No mundo pré-pandemia, aqui na cidade, quando o Calçadão não tinha barreiras, ocasionalmente, um ou outro amigo ou colega, me abordava e me perguntava, assim, fingindo interesse e preocupação com o meu futuro profissional: você ainda trabalha com idoso? Esse “ainda” me incomodava internamente e fazia toda a diferença no ensaio mental para a minha resposta. A pergunta, além de me provocar desconforto, me chegava em tom de reprovação. É como se ele quisesse me dizer e não dizia: larga mão disso, cria juízo, isso não te leva a lugar nenhum, não vai te dar dinheiro. É como se, ao me perguntar, ele quisesse de mim, uma resposta que o agradasse. Que eu dissesse, não. E eu dizia. Sim!
As escolhas profissionais, quando são escolhas, mesmo, estão muito direcionadas para o ganho financeiro, principalmente nos dias de hoje. Na minha juventude, brigávamos, no bom sentido, por ideias, sonhos e ideais para uma sociedade fraterna e justa. Hoje, briga-se por grana. Dinheiro. Que profissão vai me proporcionar mais dinheiro? O mundo mudou. O mercado financeiro hoje é soberano. Eu passei por uma prova de fogo em casa, na presença dos meus pais, ao escolher fazer o curso de Serviço Social da UFJF, início dos anos 80 do século passado.
E faria de novo! Porque nessa formação profissional tive a oportunidade de obter conhecimentos suficientes para me posicionar nesse mundo cada vez mais cheio de contradições e de complexidades sociais e humanas. Ser assistente social me põe de pé e de cabeça erguida na sociedade e na vida. Também no desejo e na luta cotidiana de uma cidade melhor para todas as idades. Respondendo ao meu amigo, que me encontrou um dia no Calçadão: continuarei dando a minha contribuição profissional, dia pós dia, para que as pessoas idosas da cidade que eu amo, tenham um tratamento social e público de primeira qualidade. Eu, já envelhecido, com mais de trinta anos de trabalho social gerontológico, à beira da aposentadoria. E passando para o grupo etário dos 60 e mais. Agora, mais do que nunca, com mais presença e realidade, não deixarei de trabalhar em causa própria. Graças a Deus e a muitas pessoas que trabalharam comigo, essa trajetória profissional exitosa, conquistada no trabalho com uma considerável parcela da população idosa da cidade, pela Prefeitura de Juiz de Fora, tanto na área da assistência social como na saúde, me deu alguns calos nas mãos e deixou em mim marcas positivas na alma.

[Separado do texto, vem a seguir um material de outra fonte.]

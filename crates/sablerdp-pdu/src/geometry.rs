use sablerdp_core::{ensure_fixed_part_size, Decode, DecodeResult, Encode, EncodeResult, ReadCursor, WriteCursor};

/// A rectangle with inclusive bounds, as used by bitmap updates and refresh
/// requests (TS_RECTANGLE16 in inclusive coordinates).
#[derive(Debug, Clone, PartialEq, Eq)]
pub struct InclusiveRectangle {
    pub left: u16,
    pub top: u16,
    pub right: u16,
    pub bottom: u16,
}

impl InclusiveRectangle {
    pub const NAME: &'static str = "InclusiveRectangle";

    pub const ENCODED_SIZE: usize = 8;

    const FIXED_PART_SIZE: usize = Self::ENCODED_SIZE;

    pub fn width(&self) -> u16 {
        self.right - self.left + 1
    }

    pub fn height(&self) -> u16 {
        self.bottom - self.top + 1
    }

    pub fn union(&self, other: &Self) -> Self {
        Self {
            left: self.left.min(other.left),
            top: self.top.min(other.top),
            right: self.right.max(other.right),
            bottom: self.bottom.max(other.bottom),
        }
    }
}

impl Encode for InclusiveRectangle {
    fn encode(&self, dst: &mut WriteCursor<'_>) -> EncodeResult<()> {
        ensure_fixed_part_size!(in: dst);

        dst.write_u16(self.left);
        dst.write_u16(self.top);
        dst.write_u16(self.right);
        dst.write_u16(self.bottom);

        Ok(())
    }

    fn name(&self) -> &'static str {
        Self::NAME
    }

    fn size(&self) -> usize {
        Self::FIXED_PART_SIZE
    }
}

impl<'de> Decode<'de> for InclusiveRectangle {
    fn decode(src: &mut ReadCursor<'de>) -> DecodeResult<Self> {
        ensure_fixed_part_size!(in: src);

        let left = src.read_u16();
        let top = src.read_u16();
        let right = src.read_u16();
        let bottom = src.read_u16();

        Ok(Self {
            left,
            top,
            right,
            bottom,
        })
    }
}

#[cfg(test)]
mod tests {
    use super::*;
    use sablerdp_core::{decode, encode_vec};

    #[test]
    fn rectangle_round_trip() {
        let rect = InclusiveRectangle {
            left: 5,
            top: 5,
            right: 14,
            bottom: 14,
        };

        assert_eq!(rect.width(), 10);
        assert_eq!(rect.height(), 10);

        let encoded = encode_vec(&rect).unwrap();
        assert_eq!(encoded, [5, 0, 5, 0, 14, 0, 14, 0]);

        let decoded: InclusiveRectangle = decode(&encoded).unwrap();
        assert_eq!(decoded, rect);
    }

    #[test]
    fn union_covers_both() {
        let a = InclusiveRectangle {
            left: 0,
            top: 0,
            right: 9,
            bottom: 9,
        };
        let b = InclusiveRectangle {
            left: 5,
            top: 12,
            right: 20,
            bottom: 30,
        };

        let u = a.union(&b);
        assert_eq!(
            u,
            InclusiveRectangle {
                left: 0,
                top: 0,
                right: 20,
                bottom: 30,
            }
        );
    }
}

Fiz uma longa carreira na profissão que estudei. Coisa rara hoje em dia. Não mudei de lugar, muito menos de profissão, como insinuou o amigo do Calçadão. Ele deve ter feito outros cursos, tido outras experiências profissionais, ter trabalhado em várias empresas, talvez esteja desempregado, como muitos de seus conhecidos, e está morando com os pais, mesmo com 50 anos na cacunda. O mundo do trabalho encontra-se estraçalhado pela nova ordem mundial que destrói a organização política e sindical dos trabalhadores, com retirada de direitos sociais e a desenfreada produção de miseráveis e pobres ao longo da vida. O que representa uma grande ameaça para a vida das pessoas idosas. Ainda mais nesse quadro de pandemia da Covid-19, onde elas são as mais vulneráveis.
E infelizmente os números demonstram que as principais mortes acometem os idosos. No nosso país, até quinze dias atrás, informações oficiais davam conta de que 71% das mortes ocorridas aconteceram com pessoas com a idade de 60 anos e mais. Envelhecer está tornando-se cada vez mais, uma missão de vida muito difícil. A discriminação por idade representa um entrave a ser batido para a re/inserção social dos mais velhos ao mercado de trabalho. Na sequência da reflexão sobre a pergunta do amigo, você ainda continua trabalhando com idoso? Compartilho com vocês, caros leitores e leitoras, que vou permanecer nesse bom combate. Sensibilizar a cidade para a atenção e o envolvimento cada vez mais necessário com a sua população idosa. Não me cansarei, utilizando a expressão do grande jornalista, falecido recentemente, Clóvis Rossi, numa de suas entrevistas. Vou continuar jogando “garrafas ao mar”. Mesmo não tendo mar, por aqui. Quem sabe um dia, nessa maré de vai e volta, a cidade não cumpre o seu ideal?